Preferes a alegria da fraqueza do que a alegria de Deus.
Ainda estás totalmente engolido pelo eu, vivendo de acordo com a lei do pecado, o que te obstrui.
Relutas em morrer para o prazer da carne, portanto não estais na filiação.
Deus te criou para isto, mas tu não queres.
Mortificar a vontade má é algo complicado; ninguém está disposto a fazê-lo.
Todos ficaríamos felizes de sermos os filhos de Deus, se o pudéssemos ser com esta espessa veste da natureza caída.
Mas isso é impossível.
Este mundo passa, e a vida externa deverá morrer.
Portanto, não é tão fácil se tornar um filho de Deus, como imaginam os homens.
De fato, não é problema para aquele que se revestiu da filiação, em quem a luz brilha; para estes, é uma alegria.

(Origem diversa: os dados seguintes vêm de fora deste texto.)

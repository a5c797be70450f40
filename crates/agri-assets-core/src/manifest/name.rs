//! Asset name checks: a name must be usable verbatim as a single file name.

/// Linux NAME_MAX.
const NAME_MAX: usize = 255;

/// Returns `Err(reason)` unless `name` is a plain file name.
///
/// - Rejects empty names, `.` and `..`
/// - Rejects NUL, `/`, `\` and control characters
/// - Rejects names longer than 255 bytes
/// - Rejects names ending in `.part` (reserved for in-flight downloads)
pub fn check_file_name(name: &str) -> Result<(), &'static str> {
    if name.is_empty() {
        return Err("empty");
    }
    if name == "." || name == ".." {
        return Err("relative path component");
    }
    if name.len() > NAME_MAX {
        return Err("longer than 255 bytes");
    }
    if name
        .chars()
        .any(|c| c == '\0' || c == '/' || c == '\\' || c.is_control())
    {
        return Err("contains a path separator or control character");
    }
    if name.ends_with(crate::storage::PART_SUFFIX) {
        return Err("reserved .part suffix");
    }
    Ok(())
}
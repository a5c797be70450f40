#![allow(dead_code)]

pub mod asset_server;
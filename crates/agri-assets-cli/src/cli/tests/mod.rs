//! CLI parse tests.

use super::{Cli, CliCommand, FetchArgs};
use clap::Parser;

pub(super) fn try_parse(args: &[&str]) -> Result<Cli, clap::Error> {
    Cli::try_parse_from(args)
}

pub(super) fn parse(args: &[&str]) -> Option<CliCommand> {
    try_parse(args).unwrap().command
}
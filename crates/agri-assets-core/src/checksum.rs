//! SHA-256 of fetched assets, for the `status` and `checksum` commands.
//!
//! Computed on demand after a run, never inline with the fetch path.

use anyhow::{Context, Result};
use sha2::{Digest, Sha256};
use std::fs::File;
use std::io::{self, Read};
use std::path::Path;

const BUF_SIZE: usize = 64 * 1024;

/// SHA-256 of everything `reader` yields, as lowercase hex.
pub fn sha256_reader<R: Read>(mut reader: R) -> io::Result<String> {
    let mut hasher = Sha256::new();
    let mut buf = vec![0u8; BUF_SIZE];
    loop {
        let n = reader.read(&mut buf)?;
        if n == 0 {
            break;
        }
        hasher.update(&buf[..n]);
    }
    Ok(hex::encode(hasher.finalize()))
}

/// SHA-256 of a file as lowercase hex. Reads in chunks.
pub fn sha256_path(path: &Path) -> Result<String> {
    let f = File::open(path).with_context(|| format!("open {}", path.display()))?;
    sha256_reader(f).with_context(|| format!("read {}", path.display()))
}
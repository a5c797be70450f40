//! Fetch command: download every manifest entry into the target directory.

use agri_assets_core::config::FetchConfig;
use agri_assets_core::{AssetFetcher, AssetManifest, CurlFetcher};
use anyhow::Result;
use std::io;

/// Runs the fetcher with stdout as the status stream. Per-asset failures are
/// printed, not returned; the run only fails if the target directory or the
/// manifest is unusable.
pub fn run_fetch(cfg: &FetchConfig) -> Result<()> {
    let manifest = AssetManifest::load_or_builtin(cfg.manifest.as_deref())?;

    let mut curl = CurlFetcher::new(cfg.timeout());
    if let Some(ua) = &cfg.user_agent {
        curl = curl.with_user_agent(ua.clone());
    }

    AssetFetcher::new(curl, &cfg.target_dir)
        .with_jobs(cfg.jobs)
        .run(&manifest, &mut io::stdout().lock())?;
    Ok(())
}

Mas, mudar a mente e destruir o eu, requer uma forte e constante sinceridade e um propósito firme e determinado, como se a alma e o corpo pudessem com isso se separarem; a vontade deve se perseverar constantemente, e não adentrar novamente o eu.
O homem deve lutar até que o centro negro, que se encontra fechado, se romper e abrir, e a
centelha permanecer ali, acesa pelo fogo; com isto o nobre ramo de lírio branco brota imediatamente, como o divino grão de mostarda, disse o Cristo.

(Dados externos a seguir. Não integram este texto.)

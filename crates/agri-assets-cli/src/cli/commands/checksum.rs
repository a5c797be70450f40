//! Checksum command: compute SHA-256 of a file.

use agri_assets_core::checksum;
use anyhow::Result;
use std::path::Path;

/// Compute and print SHA-256 of the given file.
pub fn run_checksum(path: &Path) -> Result<()> {
    let digest = checksum::sha256_path(path)?;
    println!("{}  {}", digest, path.display());
    Ok(())
}
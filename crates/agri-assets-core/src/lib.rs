pub mod config;
pub mod logging;

pub mod checksum;
pub mod fetch;
pub mod fetcher;
pub mod manifest;
pub mod report;
pub mod status;
pub mod storage;

pub use fetch::{CurlFetcher, Fetch, FetchError};
pub use fetcher::AssetFetcher;
pub use manifest::{AssetEntry, AssetManifest};
pub use report::{DownloadOutcome, RunSummary};
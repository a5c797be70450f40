//! Minimal HTTP/1.1 server for integration tests.
//!
//! Serves a fixed table of paths, each with a status code, body and
//! optional delay before the response. Unknown paths get 404.

use std::collections::HashMap;
use std::io::{Read, Write};
use std::net::{TcpListener, TcpStream};
use std::sync::Arc;
use std::thread;
use std::time::Duration;

#[derive(Debug, Clone)]
pub struct Route {
    pub status: u16,
    pub body: Vec<u8>,
    /// Sleep before answering (simulates a slow server).
    pub delay: Option<Duration>,
}

impl Route {
    pub fn ok(body: &[u8]) -> Self {
        Self {
            status: 200,
            body: body.to_vec(),
            delay: None,
        }
    }

    pub fn status(status: u16) -> Self {
        Self {
            status,
            body: Vec::new(),
            delay: None,
        }
    }

    pub fn delayed(mut self, delay: Duration) -> Self {
        self.delay = Some(delay);
        self
    }
}

/// Starts a server in a background thread. Returns the base URL without a
/// trailing slash (e.g. "http://127.0.0.1:12345"). Runs until the process exits.
pub fn start(routes: Vec<(&str, Route)>) -> String {
    let listener = TcpListener::bind("127.0.0.1:0").expect("bind");
    let port = listener.local_addr().unwrap().port();
    let routes: HashMap<String, Route> =
        routes.into_iter().map(|(p, r)| (p.to_string(), r)).collect();
    let routes = Arc::new(routes);
    thread::spawn(move || {
        for stream in listener.incoming().flatten() {
            let routes = Arc::clone(&routes);
            thread::spawn(move || handle(stream, &routes));
        }
    });
    format!("http://127.0.0.1:{}", port)
}

const METHOD_NOT_ALLOWED: &[u8] = b"HTTP/1.1 405 Method Not Allowed\r\nContent-Length: 0\r\n\r\n";
const HEADERS: &str = "Content-Type: image/png\r\nConnection: close\r\n\r\n";

fn handle(mut stream: TcpStream, routes: &HashMap<String, Route>) {
    let _ = stream.set_read_timeout(Some(Duration::from_secs(2)));
    let _ = stream.set_write_timeout(Some(Duration::from_secs(2)));
    let mut buf = [0u8; 8192];
    let n = match stream.read(&mut buf) {
        Ok(0) | Err(_) => return,
        Ok(n) => n,
    };
    let request = match std::str::from_utf8(&buf[..n]) {
        Ok(s) => s,
        Err(_) => return,
    };
    let mut parts = request.lines().next().unwrap_or("").split_whitespace();
    let method = parts.next().unwrap_or("");
    let path = parts.next().unwrap_or("/");
    if !method.eq_ignore_ascii_case("GET") {
        let _ = stream.write_all(METHOD_NOT_ALLOWED);
        return;
    }
    let route = match routes.get(path) {
        Some(r) => r.clone(),
        None => Route::status(404),
    };
    if let Some(d) = route.delay {
        thread::sleep(d);
    }
    let response = format!(
        "HTTP/1.1 {} {}\r\nContent-Length: {}\r\n{}",
        route.status,
        reason(route.status),
        route.body.len(),
        HEADERS
    );
    let _ = stream.write_all(response.as_bytes());
    let _ = stream.write_all(&route.body);
}

fn reason(status: u16) -> &'static str {
    match status {
        200 => "OK",
        404 => "Not Found",
        500 => "Internal Server Error",
        503 => "Service Unavailable",
        _ => "Unknown",
    }
}
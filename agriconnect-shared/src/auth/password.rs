/// Password hashing module using Argon2id
///
/// Credentials are hashed with Argon2id, never stored in plaintext.
///
/// # Security
///
/// - **Algorithm**: Argon2id (hybrid of Argon2i and Argon2d)
/// - **Memory**: 64 MB (65536 KB)
/// - **Iterations**: 3 passes
/// - **Parallelism**: 4 lanes
/// - **Output**: 32-byte hash
///
/// # Example
///
/// ```
/// use agriconnect_shared::auth::password::{hash_password, verify_password};
///
/// # fn example() -> Result<(), Box<dyn std::error::Error>> {
/// let hash = hash_password("super_secret_password_123")?;
///
/// assert!(verify_password("super_secret_password_123", &hash)?);
/// assert!(!verify_password("wrong_password", &hash)?);
/// # Ok(())
/// # }
/// ```

use argon2::{
    password_hash::{rand_core::OsRng, PasswordHash, PasswordHasher, PasswordVerifier, SaltString},
    Argon2, ParamsBuilder, Version,
};

/// Error type for password hashing operations
#[derive(Debug, thiserror::Error)]
pub enum PasswordError {
    /// Failed to hash password
    #[error("Failed to hash password: {0}")]
    HashError(String),

    /// Failed to verify password
    #[error("Failed to verify password: {0}")]
    VerifyError(String),
}

/// Hashes a password using Argon2id
///
/// # Returns
///
/// PHC string format hash (includes algorithm, parameters, salt, and hash):
///
/// ```text
/// $argon2id$v=19$m=65536,t=3,p=4$c2FsdHNhbHRzYWx0$hash...
/// ```
///
/// # Errors
///
/// Returns `PasswordError::HashError` if hashing fails
pub fn hash_password(password: &str) -> Result<String, PasswordError> {
    let salt = SaltString::generate(&mut OsRng);

    let params = ParamsBuilder::new()
        .m_cost(65536)
        .t_cost(3)
        .p_cost(4)
        .output_len(32)
        .build()
        .map_err(|e| PasswordError::HashError(format!("Invalid parameters: {}", e)))?;

    let argon2 = Argon2::new(argon2::Algorithm::Argon2id, Version::V0x13, params);

    let password_hash = argon2
        .hash_password(password.as_bytes(), &salt)
        .map_err(|e| PasswordError::HashError(format!("Hash generation failed: {}", e)))?;

    Ok(password_hash.to_string())
}

/// Verifies a password against a hash
///
/// # Returns
///
/// `Ok(true)` if the password matches, `Ok(false)` if it doesn't
///
/// # Errors
///
/// Returns `PasswordError::VerifyError` if the stored hash cannot be parsed
pub fn verify_password(password: &str, hash: &str) -> Result<bool, PasswordError> {
    let parsed_hash = PasswordHash::new(hash)
        .map_err(|e| PasswordError::VerifyError(format!("Invalid hash format: {}", e)))?;

    match Argon2::default().verify_password(password.as_bytes(), &parsed_hash) {
        Ok(()) => Ok(true),
        Err(argon2::password_hash::Error::Password) => Ok(false),
        Err(e) => Err(PasswordError::VerifyError(format!(
            "Verification failed: {}",
            e
        ))),
    }
}

#[cfg(test)]
mod tests {
    use super::*;

    #[test]
    fn test_hash_produces_phc_string() {
        let hash = hash_password("my_password").unwrap();
        assert!(hash.starts_with("$argon2id$"));
    }

    #[test]
    fn test_verify_roundtrip() {
        let hash = hash_password("correct horse battery staple").unwrap();
        assert!(verify_password("correct horse battery staple", &hash).unwrap());
        assert!(!verify_password("incorrect horse", &hash).unwrap());
    }

    #[test]
    fn test_verify_invalid_hash_errors() {
        let result = verify_password("anything", "not-a-phc-string");
        assert!(result.is_err());
    }

    #[test]
    fn test_hashes_are_salted() {
        let a = hash_password("same password").unwrap();
        let b = hash_password("same password").unwrap();
        assert_ne!(a, b);
    }
}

Um homem deve orar sinceramente, com grande humildade, e por um tempo, permanecer como que um tolo em sua própria razão e se ver esvaziado de compreensão, até que o Cristo seja formado nesta nova encarnação.
Então, quando o Cristo nasce, Heródes está pronto para matar a criança, a qual busca externamente por perseguições, e internamente pelas tentações, para provar se esse ramo de lírios será suficientemente forte para destruir o reino do demônio, manifestado na carne.

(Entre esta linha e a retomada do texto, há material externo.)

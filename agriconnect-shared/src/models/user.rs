/// User model and database operations
///
/// Accounts carry a binary role flag (`is_admin`). The "super admin" is not
/// a stored attribute: it is the admin row with the smallest id, re-derived
/// by query at every authorization check so it survives deletions without
/// going stale.
///
/// # Schema
///
/// ```sql
/// CREATE TABLE users (
///     id BIGSERIAL PRIMARY KEY,
///     name VARCHAR(255) NOT NULL,
///     first_name VARCHAR(255),
///     email VARCHAR(255) NOT NULL UNIQUE,
///     password_hash VARCHAR(255) NOT NULL,
///     is_admin BOOLEAN NOT NULL DEFAULT FALSE,
///     created_at TIMESTAMPTZ NOT NULL DEFAULT NOW(),
///     updated_at TIMESTAMPTZ NOT NULL DEFAULT NOW()
/// );
/// ```
///
/// # Example
///
/// ```no_run
/// use agriconnect_shared::models::user::{User, CreateUser};
/// use sqlx::PgPool;
///
/// # async fn example(pool: PgPool) -> Result<(), sqlx::Error> {
/// let user = User::create(
///     &pool,
///     CreateUser {
///         name: "Dupont".to_string(),
///         first_name: None,
///         email: "dupont@example.com".to_string(),
///         password_hash: "$argon2id$...".to_string(),
///     },
/// )
/// .await?;
///
/// let found = User::find_by_email(&pool, "dupont@example.com").await?;
/// assert!(found.is_some());
/// # Ok(())
/// # }
/// ```

use chrono::{DateTime, Utc};
use serde::{Deserialize, Serialize};
use sqlx::PgPool;

const USER_COLUMNS: &str =
    "id, name, first_name, email, password_hash, is_admin, created_at, updated_at";

/// User model representing a marketplace account
///
/// Passwords are stored as Argon2id hashes, never in plaintext, and the
/// hash is never serialized into responses.
#[derive(Debug, Clone, Serialize, Deserialize, sqlx::FromRow)]
pub struct User {
    /// Unique user id
    pub id: i64,

    /// Account name (family name in the original data)
    pub name: String,

    /// Optional secondary name field
    pub first_name: Option<String>,

    /// Email address, unique across all users
    pub email: String,

    /// Argon2id password hash
    #[serde(skip_serializing)]
    pub password_hash: String,

    /// Admin flag; mutated only by an existing admin acting on another user
    pub is_admin: bool,

    /// When the account was created
    pub created_at: DateTime<Utc>,

    /// When the account was last updated
    pub updated_at: DateTime<Utc>,
}

/// Input for creating a new user
#[derive(Debug, Clone)]
pub struct CreateUser {
    /// Account name
    pub name: String,

    /// Optional secondary name field
    pub first_name: Option<String>,

    /// Email address (must be unique)
    pub email: String,

    /// Argon2id password hash (NOT the plaintext password)
    pub password_hash: String,
}

/// Input for updating profile fields
#[derive(Debug, Clone)]
pub struct UpdateProfile {
    /// New account name
    pub name: String,

    /// New secondary name field (None clears it)
    pub first_name: Option<String>,

    /// New email address (must remain unique)
    pub email: String,
}

impl User {
    /// Creates a new user
    ///
    /// New accounts never carry the admin flag; promotion is a separate
    /// admin-gated operation.
    ///
    /// # Errors
    ///
    /// Returns an error if the email already exists (unique constraint) or
    /// the database operation fails.
    pub async fn create(pool: &PgPool, data: CreateUser) -> Result<Self, sqlx::Error> {
        let user = sqlx::query_as::<_, User>(&format!(
            r#"
            INSERT INTO users (name, first_name, email, password_hash)
            VALUES ($1, $2, $3, $4)
            RETURNING {USER_COLUMNS}
            "#,
        ))
        .bind(data.name)
        .bind(data.first_name)
        .bind(data.email)
        .bind(data.password_hash)
        .fetch_one(pool)
        .await?;

        Ok(user)
    }

    /// Finds a user by id
    pub async fn find_by_id(pool: &PgPool, id: i64) -> Result<Option<Self>, sqlx::Error> {
        let user = sqlx::query_as::<_, User>(&format!(
            "SELECT {USER_COLUMNS} FROM users WHERE id = $1",
        ))
        .bind(id)
        .fetch_optional(pool)
        .await?;

        Ok(user)
    }

    /// Finds a user by email address
    pub async fn find_by_email(pool: &PgPool, email: &str) -> Result<Option<Self>, sqlx::Error> {
        let user = sqlx::query_as::<_, User>(&format!(
            "SELECT {USER_COLUMNS} FROM users WHERE email = $1",
        ))
        .bind(email)
        .fetch_optional(pool)
        .await?;

        Ok(user)
    }

    /// Updates the profile fields of an account
    ///
    /// # Returns
    ///
    /// The updated user if found, None if the account doesn't exist
    ///
    /// # Errors
    ///
    /// Returns an error if the new email is already taken by another
    /// account.
    pub async fn update_profile(
        pool: &PgPool,
        id: i64,
        data: UpdateProfile,
    ) -> Result<Option<Self>, sqlx::Error> {
        let user = sqlx::query_as::<_, User>(&format!(
            r#"
            UPDATE users
            SET name = $2, first_name = $3, email = $4, updated_at = NOW()
            WHERE id = $1
            RETURNING {USER_COLUMNS}
            "#,
        ))
        .bind(id)
        .bind(data.name)
        .bind(data.first_name)
        .bind(data.email)
        .fetch_optional(pool)
        .await?;

        Ok(user)
    }

    /// Replaces the stored password hash
    pub async fn update_password_hash(
        pool: &PgPool,
        id: i64,
        password_hash: &str,
    ) -> Result<bool, sqlx::Error> {
        let result = sqlx::query(
            "UPDATE users SET password_hash = $2, updated_at = NOW() WHERE id = $1",
        )
        .bind(id)
        .bind(password_hash)
        .execute(pool)
        .await?;

        Ok(result.rows_affected() > 0)
    }

    /// Sets or clears the admin flag
    ///
    /// # Returns
    ///
    /// The updated user if found, None otherwise
    pub async fn set_admin(
        pool: &PgPool,
        id: i64,
        is_admin: bool,
    ) -> Result<Option<Self>, sqlx::Error> {
        let user = sqlx::query_as::<_, User>(&format!(
            r#"
            UPDATE users
            SET is_admin = $2, updated_at = NOW()
            WHERE id = $1
            RETURNING {USER_COLUMNS}
            "#,
        ))
        .bind(id)
        .bind(is_admin)
        .fetch_optional(pool)
        .await?;

        Ok(user)
    }

    /// Deletes a user by id
    ///
    /// The account's equipment and reservations are removed by the
    /// database's cascade rules.
    ///
    /// # Returns
    ///
    /// True if a row was deleted, false if the account didn't exist
    pub async fn delete(pool: &PgPool, id: i64) -> Result<bool, sqlx::Error> {
        let result = sqlx::query("DELETE FROM users WHERE id = $1")
            .bind(id)
            .execute(pool)
            .await?;

        Ok(result.rows_affected() > 0)
    }

    /// Lists users with pagination, newest accounts first
    pub async fn list(pool: &PgPool, limit: i64, offset: i64) -> Result<Vec<Self>, sqlx::Error> {
        let users = sqlx::query_as::<_, User>(&format!(
            r#"
            SELECT {USER_COLUMNS}
            FROM users
            ORDER BY id DESC
            LIMIT $1 OFFSET $2
            "#,
        ))
        .bind(limit)
        .bind(offset)
        .fetch_all(pool)
        .await?;

        Ok(users)
    }

    /// Counts total number of users
    pub async fn count(pool: &PgPool) -> Result<i64, sqlx::Error> {
        let (count,): (i64,) = sqlx::query_as("SELECT COUNT(*) FROM users")
            .fetch_one(pool)
            .await?;

        Ok(count)
    }

    /// Finds the super admin: the admin account with the smallest id
    ///
    /// Re-derived on every call rather than cached, so deleting the current
    /// super admin immediately promotes the next-lowest admin id.
    pub async fn find_super_admin(pool: &PgPool) -> Result<Option<Self>, sqlx::Error> {
        let user = sqlx::query_as::<_, User>(&format!(
            r#"
            SELECT {USER_COLUMNS}
            FROM users
            WHERE is_admin = TRUE
            ORDER BY id ASC
            LIMIT 1
            "#,
        ))
        .fetch_optional(pool)
        .await?;

        Ok(user)
    }

    /// Checks whether the given user is the current super admin
    pub async fn is_super_admin(pool: &PgPool, user_id: i64) -> Result<bool, sqlx::Error> {
        let super_admin = Self::find_super_admin(pool).await?;
        Ok(super_admin.map(|u| u.id == user_id).unwrap_or(false))
    }
}

#[cfg(test)]
mod tests {
    use super::*;

    #[test]
    fn test_create_user_struct() {
        let create_user = CreateUser {
            name: "Dupont".to_string(),
            first_name: Some("Jean".to_string()),
            email: "test@example.com".to_string(),
            password_hash: "hash".to_string(),
        };

        assert_eq!(create_user.email, "test@example.com");
        assert_eq!(create_user.first_name.as_deref(), Some("Jean"));
    }

    #[test]
    fn test_password_hash_not_serialized() {
        let user = User {
            id: 1,
            name: "Dupont".to_string(),
            first_name: None,
            email: "test@example.com".to_string(),
            password_hash: "$argon2id$secret".to_string(),
            is_admin: false,
            created_at: Utc::now(),
            updated_at: Utc::now(),
        };

        let json = serde_json::to_string(&user).unwrap();
        assert!(!json.contains("argon2id"));
        assert!(json.contains("test@example.com"));
    }

    // Integration tests for database operations are in the api crate's
    // tests/ directory.
}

É tentado e testado para provar se continua ou não resignado na vontade de Deus.
Diante da tentação, deve permanecer firme e caso seja requerido, deve deixar todas as coisas terrestres, até mesmo a vida exterior, para ser o filho de Deus.
O homem deve deixar todas as propriedades mundanas.
Isto não quer dizer que ele não deve ter ou possuir nada; mas que seu coração deve renunciar a elas, não colocar nelas o seu coração, não tomá-las como sua.
Pois, se ele ali colocar sua vontade, não terá o poder para servir, como é necessário.
“Serei simples em meu interior, e nada compreenderei, com receio de que minha compreensão se exalte e peque.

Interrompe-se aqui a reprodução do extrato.